Republicans will win control of one or both chambers of the New Mexico Legislature this November, the party’s state chairman predicted Thursday.
“I think that we will take either the House or the Senate and they are both in play as far as we can see,” Steve Pearce, chairman of the Republican Party of New Mexico, said during an interview with the Roswell Daily Record.
Of the 112 New Mexico House and Senate seats that will be on the ballot in November, Pearce said Republicans are fielding a candidate in 101. Normally, he added, the number of candidates the party has running in House or Senate races is somewhere in the mid-60s.
“So that tells me how much more enthusiasm we have,” he added.
Taking a majority in one or both chambers would mark a dramatic comeback for a party that incurred defeats in New Mexico up and down the ballot in the 2018 midterm elections. Pearce, who was then the Republican candidate for governor, lost by 14 points to Democrat Michelle Lujan Grisham.

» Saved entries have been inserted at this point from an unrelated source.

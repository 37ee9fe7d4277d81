//! Read-only queries over the aggregated plugin view
//!
//! None of these touch the external CLI. Each one checks that the plugin
//! system exists first and refuses with the same message mutations use.

use std::cmp::Reverse;
use std::path::PathBuf;
use std::str::FromStr;

use chrono::{DateTime, Utc};
use serde::Serialize;

use crate::error::Refusal;
use crate::ops::OpResult;
use crate::plugin::catalog::{list_available_plugins, resolve_in_registry};
use crate::plugin::registry::PluginRegistry;
use crate::plugin::types::{
    AgentConfig, AvailablePlugin, InstallRow, MarketplaceRecord, PluginDescriptor, PluginKey,
};

fn require_plugin_system(registry: &PluginRegistry) -> OpResult<()> {
    if registry.is_available() {
        Ok(())
    } else {
        Err(Refusal::PluginSystemUnavailable {
            plugins_dir: registry.plugins_dir().to_path_buf(),
        })
    }
}

// ========== Search ==========

/// Search filters
#[derive(Debug, Clone, Default)]
pub struct SearchOptions {
    /// Whitespace-separated terms; each must match some field
    pub query: Option<String>,
    /// Exact category (case-insensitive)
    pub category: Option<String>,
    /// Exact marketplace name
    pub marketplace: Option<String>,
    pub installed_only: bool,
    pub limit: Option<usize>,
}

/// Catalog plugins matching `options`, installed first, then by popularity
pub fn search(registry: &PluginRegistry, options: &SearchOptions) -> OpResult<Vec<AvailablePlugin>> {
    require_plugin_system(registry)?;

    let terms: Vec<String> = options
        .query
        .as_deref()
        .unwrap_or_default()
        .split_whitespace()
        .map(str::to_lowercase)
        .collect();
    let category = non_empty(options.category.as_deref()).map(str::to_lowercase);
    let marketplace = non_empty(options.marketplace.as_deref());

    let mut results: Vec<AvailablePlugin> = list_available_plugins(registry)
        .into_iter()
        .filter(|p| !options.installed_only || p.installed)
        .filter(|p| marketplace.map_or(true, |m| p.marketplace == m))
        .filter(|p| {
            category.as_deref().map_or(true, |c| {
                p.descriptor
                    .category
                    .as_deref()
                    .is_some_and(|pc| pc.to_lowercase() == c)
            })
        })
        .filter(|p| {
            let haystack = search_text(p);
            terms.iter().all(|t| haystack.contains(t.as_str()))
        })
        .collect();

    results.sort_by(|a, b| {
        b.installed
            .cmp(&a.installed)
            .then_with(|| b.installs.cmp(&a.installs))
            .then_with(|| a.key.cmp(&b.key))
    });

    if let Some(limit) = options.limit {
        results.truncate(limit);
    }
    Ok(results)
}

/// Lowercased text a search term may hit
fn search_text(plugin: &AvailablePlugin) -> String {
    let d = &plugin.descriptor;
    let mut fields = vec![d.name.as_str(), plugin.marketplace.as_str()];
    fields.extend(d.description.as_deref());
    fields.extend(d.category.as_deref());
    fields.extend(d.author.as_ref().map(|a| a.name.as_str()));
    fields.extend(d.tags.iter().map(String::as_str));
    fields.join("\n").to_lowercase()
}

fn non_empty(value: Option<&str>) -> Option<&str> {
    value.map(str::trim).filter(|v| !v.is_empty())
}

// ========== Info ==========

/// Everything known about one plugin key
#[derive(Debug, Clone, PartialEq, Eq, Serialize)]
pub struct PluginInfo {
    pub plugin: AvailablePlugin,
    /// `false` when the key is only known from installed rows
    pub in_catalog: bool,
    pub rows: Vec<InstallRow>,
    pub marketplace: Option<MarketplaceRecord>,
}

pub fn info(
    registry: &PluginRegistry,
    plugin: &str,
    marketplace: Option<&str>,
) -> OpResult<PluginInfo> {
    require_plugin_system(registry)?;
    let key = resolve_in_registry(registry, plugin, marketplace).into_key(plugin)?;
    let key_str = key.to_string();

    let installed = registry.installed_plugins();
    let rows = installed.rows(&key_str).to_vec();
    let catalog_entry = list_available_plugins(registry)
        .into_iter()
        .find(|p| p.key == key_str);
    let in_catalog = catalog_entry.is_some();

    let plugin = catalog_entry.unwrap_or_else(|| orphan_entry(registry, &key, &rows));
    let marketplace = registry.known_marketplaces().remove(&key.marketplace);

    Ok(PluginInfo {
        plugin,
        in_catalog,
        rows,
        marketplace,
    })
}

/// Entry for an installed plugin whose catalog no longer lists it
fn orphan_entry(registry: &PluginRegistry, key: &PluginKey, rows: &[InstallRow]) -> AvailablePlugin {
    let key_str = key.to_string();
    let canonical = rows.first();
    AvailablePlugin {
        marketplace: key.marketplace.clone(),
        descriptor: PluginDescriptor {
            name: key.name.clone(),
            ..Default::default()
        },
        installed: !rows.is_empty(),
        installs: registry.install_counts().get(&key_str),
        install_rows: rows.len(),
        installed_version: canonical.and_then(|r| r.version.clone()),
        installed_at: canonical.and_then(|r| r.installed_at.clone()),
        last_updated: canonical.and_then(|r| r.last_updated.clone()),
        enabled: registry.enabled_plugins().get(&key_str),
        key: key_str,
    }
}

// ========== List installed ==========

/// Ordering for installed plugin listings
#[derive(Debug, Clone, Copy, Default, PartialEq, Eq)]
pub enum ListSort {
    #[default]
    Name,
    Marketplace,
    /// Most recently updated first
    Updated,
}

impl FromStr for ListSort {
    type Err = String;

    fn from_str(s: &str) -> Result<Self, Self::Err> {
        match s.trim().to_lowercase().as_str() {
            "name" => Ok(Self::Name),
            "marketplace" => Ok(Self::Marketplace),
            "updated" => Ok(Self::Updated),
            other => Err(format!(
                "invalid sort '{}': expected name, marketplace or updated",
                other
            )),
        }
    }
}

#[derive(Debug, Clone, Default)]
pub struct ListOptions {
    pub marketplace: Option<String>,
    pub enabled: Option<bool>,
    pub sort: ListSort,
}

/// One installed key, described by its canonical (first) row
#[derive(Debug, Clone, PartialEq, Eq, Serialize)]
pub struct InstalledEntry {
    pub key: String,
    pub name: String,
    pub marketplace: String,
    pub description: Option<String>,
    pub enabled: Option<bool>,
    pub rows: usize,
    pub canonical: InstallRow,
}

pub fn list_installed(
    registry: &PluginRegistry,
    options: &ListOptions,
) -> OpResult<Vec<InstalledEntry>> {
    require_plugin_system(registry)?;

    let installed = registry.installed_plugins();
    let enabled = registry.enabled_plugins();
    let catalog = list_available_plugins(registry);
    let marketplace = non_empty(options.marketplace.as_deref());

    let mut entries: Vec<InstalledEntry> = installed
        .installed_keys()
        .into_iter()
        .filter_map(|key| {
            let parsed = PluginKey::parse(&key);
            let (name, market) = match parsed {
                Some(k) => (k.name, k.marketplace),
                None => (key.clone(), String::new()),
            };
            let rows = installed.rows(&key);
            Some(InstalledEntry {
                description: catalog
                    .iter()
                    .find(|p| p.key == key)
                    .and_then(|p| p.descriptor.description.clone()),
                enabled: enabled.get(&key),
                rows: rows.len(),
                canonical: rows.first()?.clone(),
                key,
                name,
                marketplace: market,
            })
        })
        .filter(|e| marketplace.map_or(true, |m| e.marketplace == m))
        .filter(|e| options.enabled.map_or(true, |want| e.enabled == Some(want)))
        .collect();

    match options.sort {
        ListSort::Name => entries.sort_by(|a, b| a.name.cmp(&b.name).then_with(|| a.key.cmp(&b.key))),
        ListSort::Marketplace => entries.sort_by(|a, b| {
            a.marketplace
                .cmp(&b.marketplace)
                .then_with(|| a.name.cmp(&b.name))
        }),
        ListSort::Updated => entries.sort_by_cached_key(|e| {
            (recency(e.canonical.last_updated.as_deref()), e.key.clone())
        }),
    }

    Ok(entries)
}

/// Sort key for "newest first"
///
/// RFC 3339 timestamps come first, newest first; unparseable values follow
/// in descending string order; missing values sort last.
type RecencyKey = (u8, Reverse<Option<DateTime<Utc>>>, Reverse<String>);

fn recency(value: Option<&str>) -> RecencyKey {
    match value {
        Some(raw) => match DateTime::parse_from_rfc3339(raw) {
            Ok(t) => (0, Reverse(Some(t.with_timezone(&Utc))), Reverse(raw.to_string())),
            Err(_) => (1, Reverse(None), Reverse(raw.to_string())),
        },
        None => (2, Reverse(None), Reverse(String::new())),
    }
}

// ========== Status ==========

/// Overview of the plugin data root
#[derive(Debug, Clone, PartialEq, Serialize)]
pub struct PluginStatus {
    pub plugins_dir: PathBuf,
    pub marketplaces_registered: usize,
    pub marketplace_dirs: usize,
    pub catalogs_readable: usize,
    pub catalog_plugins: usize,
    pub installed_keys: usize,
    pub install_rows: usize,
    pub enabled: usize,
    pub disabled: usize,
    pub agent_config: AgentConfig,
}

pub fn status(registry: &PluginRegistry) -> OpResult<PluginStatus> {
    require_plugin_system(registry)?;

    let catalogs = registry.catalogs();
    let installed = registry.installed_plugins();
    let enabled = registry.enabled_plugins();

    Ok(PluginStatus {
        plugins_dir: registry.plugins_dir().to_path_buf(),
        marketplaces_registered: registry.known_marketplaces().len(),
        marketplace_dirs: registry.marketplace_dirs().len(),
        catalogs_readable: catalogs.len(),
        catalog_plugins: catalogs.values().map(|c| c.plugins.len()).sum(),
        installed_keys: installed.installed_keys().len(),
        install_rows: installed.total_rows(),
        enabled: enabled.count(true),
        disabled: enabled.count(false),
        agent_config: registry.agent_config(),
    })
}

// ========== Marketplaces ==========

#[derive(Debug, Clone, PartialEq, Eq, Serialize)]
pub struct MarketplaceEntry {
    pub name: String,
    /// Listed in known_marketplaces.json (otherwise directory-only)
    pub registered: bool,
    pub source: Option<String>,
    pub last_updated: Option<String>,
    pub auto_update: bool,
    /// `None` when the catalog is missing or unreadable
    pub catalog_plugins: Option<usize>,
    pub description: Option<String>,
}

pub fn marketplace_list(registry: &PluginRegistry) -> OpResult<Vec<MarketplaceEntry>> {
    require_plugin_system(registry)?;

    let known = registry.known_marketplaces();
    let entries = registry
        .marketplace_names()
        .into_iter()
        .map(|name| {
            let record = known.get(&name);
            let catalog = registry.catalog(&name);
            MarketplaceEntry {
                registered: record.is_some(),
                source: record.map(|r| r.source.describe()),
                last_updated: record.and_then(|r| r.last_updated.clone()),
                auto_update: record.is_some_and(|r| r.auto_update),
                catalog_plugins: catalog.as_ref().map(|c| c.plugins.len()),
                description: catalog.and_then(|c| c.description),
                name,
            }
        })
        .collect();
    Ok(entries)
}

Democrats also picked up eight seats in the state House that year. They now hold a 46-24 majority in the House. New Mexico senators were not on the ballot that year — they now have a 26 to 16 majority.
Pearce though said several conservative former registered Democratic voters, who have become disillusioned with their former party, have crossed over to vote — and in some cases run — as Republicans.

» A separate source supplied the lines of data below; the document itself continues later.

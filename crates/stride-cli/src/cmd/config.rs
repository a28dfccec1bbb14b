use std::path::PathBuf;

use anyhow::Context;
use clap::Subcommand;
use stride_core::config::{UsersConfig, WarnLevel};

use crate::output::print_json;

#[derive(Subcommand)]
pub enum ConfigSubcommand {
    /// Validate the accounts config for common mistakes
    Validate {
        /// Path to the accounts config file
        #[arg(long, default_value = "users.yaml")]
        config: PathBuf,
    },
}

pub fn run(subcmd: ConfigSubcommand, json: bool) -> anyhow::Result<i32> {
    match subcmd {
        ConfigSubcommand::Validate { config } => validate(&config, json),
    }
}

fn validate(path: &PathBuf, json: bool) -> anyhow::Result<i32> {
    let cfg = UsersConfig::load(path).context("failed to load accounts config")?;
    let warnings = cfg.validate();

    if json {
        let value = serde_json::json!({
            "accounts": cfg.users.len(),
            "warnings": warnings,
        });
        print_json(&value)?;
    } else if warnings.is_empty() {
        println!("Config is valid: {} account(s), no warnings.", cfg.users.len());
    } else {
        for w in &warnings {
            let prefix = match w.level {
                WarnLevel::Warning => "warning",
                WarnLevel::Error => "error",
            };
            println!("[{prefix}] {}", w.message);
        }
    }

    let has_errors = warnings.iter().any(|w| w.level == WarnLevel::Error);
    if has_errors {
        anyhow::bail!("config validation found errors");
    }

    Ok(0)
}
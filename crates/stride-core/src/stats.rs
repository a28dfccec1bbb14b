//! Workspace diagnostic scan.
//!
//! Tabulates what is actually sitting in a raw-file directory: totals,
//! per-extension counts, empty downloads, and filenames that don't carry
//! a recoverable activity id. Contents are never decoded.

use std::collections::BTreeMap;
use std::path::Path;

use serde::Serialize;

use crate::error::Result;

#[derive(Debug, Default, Serialize)]
pub struct WorkspaceStats {
    pub total: usize,
    pub by_extension: BTreeMap<String, usize>,
    pub empty_files: usize,
    pub total_bytes: u64,
    /// Filenames whose stem does not parse as an activity id (non-numeric).
    pub unparsable: Vec<String>,
}

/// Scan `dir` and tabulate. A missing directory yields empty stats.
pub fn scan(dir: &Path) -> Result<WorkspaceStats> {
    let mut stats = WorkspaceStats::default();
    if !dir.exists() {
        return Ok(stats);
    }
    for entry in std::fs::read_dir(dir)? {
        let entry = entry?;
        if !entry.file_type()?.is_file() {
            continue;
        }
        let name = entry.file_name();
        let name = name.to_string_lossy().into_owned();
        if name.starts_with('.') {
            continue;
        }

        stats.total += 1;
        let meta = entry.metadata()?;
        stats.total_bytes += meta.len();
        if meta.len() == 0 {
            stats.empty_files += 1;
        }

        let ext = name
            .rsplit_once('.')
            .map(|(_, e)| e.to_ascii_lowercase())
            .unwrap_or_else(|| "(none)".to_string());
        *stats.by_extension.entry(ext).or_insert(0) += 1;

        let stem = name.split('.').next().unwrap_or("");
        if stem.is_empty() || !stem.chars().all(|c| c.is_ascii_digit()) {
            stats.unparsable.push(name);
        }
    }
    stats.unparsable.sort();
    Ok(stats)
}

#[cfg(test)]
mod tests {
    use super::*;
    use tempfile::TempDir;

    #[test]
    fn missing_dir_yields_empty_stats() {
        let dir = TempDir::new().unwrap();
        let stats = scan(&dir.path().join("nope")).unwrap();
        assert_eq!(stats.total, 0);
    }

    #[test]
    fn tabulates_extensions_and_sizes() {
        let dir = TempDir::new().unwrap();
        std::fs::write(dir.path().join("101.fit"), b"abcd").unwrap();
        std::fs::write(dir.path().join("102.fit"), b"ab").unwrap();
        std::fs::write(dir.path().join("103.gpx"), b"").unwrap();

        let stats = scan(dir.path()).unwrap();
        assert_eq!(stats.total, 3);
        assert_eq!(stats.by_extension["fit"], 2);
        assert_eq!(stats.by_extension["gpx"], 1);
        assert_eq!(stats.empty_files, 1);
        assert_eq!(stats.total_bytes, 6);
        assert!(stats.unparsable.is_empty());
    }

    #[test]
    fn flags_unparsable_names() {
        let dir = TempDir::new().unwrap();
        std::fs::write(dir.path().join("notes.txt"), b"x").unwrap();
        std::fs::write(dir.path().join("101.fit"), b"x").unwrap();

        let stats = scan(dir.path()).unwrap();
        assert_eq!(stats.unparsable, vec!["notes.txt".to_string()]);
    }

    #[test]
    fn skips_hidden_files() {
        let dir = TempDir::new().unwrap();
        std::fs::write(dir.path().join(".DS_Store"), b"x").unwrap();
        let stats = scan(dir.path()).unwrap();
        assert_eq!(stats.total, 0);
    }
}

He said the party sees opportunities for gains in the Senate in seven districts where more moderate and conservative Democrats face progressive primary challengers.

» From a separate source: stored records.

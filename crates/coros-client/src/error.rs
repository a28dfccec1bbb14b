use stride_core::session::SessionError;
use thiserror::Error;

#[derive(Debug, Error)]
pub enum CorosError {
    #[error("login rejected: {0}")]
    Auth(String),

    #[error("api error: {0}")]
    Api(String),

    #[error("unexpected status {0}")]
    UnexpectedStatus(reqwest::StatusCode),

    #[error(transparent)]
    Http(#[from] reqwest::Error),

    #[error(transparent)]
    Io(#[from] std::io::Error),
}

impl From<CorosError> for SessionError {
    fn from(e: CorosError) -> Self {
        match e {
            CorosError::Auth(m) => SessionError::Auth(m),
            CorosError::Api(m) => SessionError::Api(m),
            CorosError::UnexpectedStatus(s) => SessionError::Api(format!("unexpected status {s}")),
            CorosError::Http(e) => SessionError::Transport(e.to_string()),
            CorosError::Io(e) => SessionError::Io(e),
        }
    }
}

“If progressives beat those conservative Democrats then I believe those seats will go to Republicans,” Pearce continued.
Pearce attributes those primary challenges to some Democratic senators to their vote in the 2019 Legislative session against House Bill 51, which would have repealed a decades old statute that makes performing most abortions a fourth degree felony in New Mexico.
The law became unenforceable in 1973 after the Supreme Court’s landmark Roe v. Wade decision.
Eight Democrats joined with all 16 Republican senators to defeat House Bill 51, according to a roll call on the state Legislature’s website.
Seven of those senators face primary challengers. They are Pete Campos of Las Vegas in District 8, Richard Martinez of Espanola in District 5, George Munoz of Gallup in District 4, Senate President Pro Tempore Mary Kay Papen of Las Cruces in District 38, Gabriel Ramos of Silver City in District 28, Clemente Sanchez of Grants in Senate District 30 and John Arthur Smith of Deming in District 35, according to the the New Mexico Secretary of State’s website.
State Sen. Carlos Cisneros of Questa in District 6, the eighth Democratic vote against the bill, died last September.
Republicans have not held an outright majority in the Senate since 1932, according to records posted on the Legislature’s website. The party won control of the House in 2014 for the first time since 1952.
However, Democrats regained the majority in 2016.
In response to Pearce’s prediction, Marg Elliston, chair of the Democratic Party of New Mexico, said Democrats have fantastic candidates running in state Senate races and the primaries have spurred productive discussions about issues important to New Mexicans.
“We know Democrats are fired up and ready to keep New Mexico blue in 2020, and we are looking forward to uniting behind our nominees after the primary. Republicans are trying to ignore the clear message they’ve received from New Mexico voters, but in 2020 we expect to see more of the same enthusiasm that carried Democrats to victory in 2018,” Elliston said in a statement.
In the eight Chaves County legislative districts on the ballot in 2020, only two have Democratic candidates.
Kimble Lee Kearns, a member of the Village of Capitan Board of Trustees and vice-chair of the Democratic Party of Lincoln County, is hoping to unseat state Rep. Greg Nibert, R-Roswell, in House District 59.
In Senate District 33, Democrat Denise Lang-Browne of La Luz is looking to win the seat now occupied by state Sen. Bill Burt, Alamogordo. Burt also faces a primary challenge from Christopher Hensley of Roswell.
State Reps. Phelps Anderson, R-Roswell, in House District 66; Candy Spence Ezzell, R-Roswell, in House District 57; House Minority Leader James Townsend, R-Artesia; and state Sens. Cliff Pirtle, R-Roswell, in Senate District 32; Gay Kernan, R-Hobbs; and Senate Minority Leader Stuart Ingle, R-Portales, do not have any primary or general election opponent.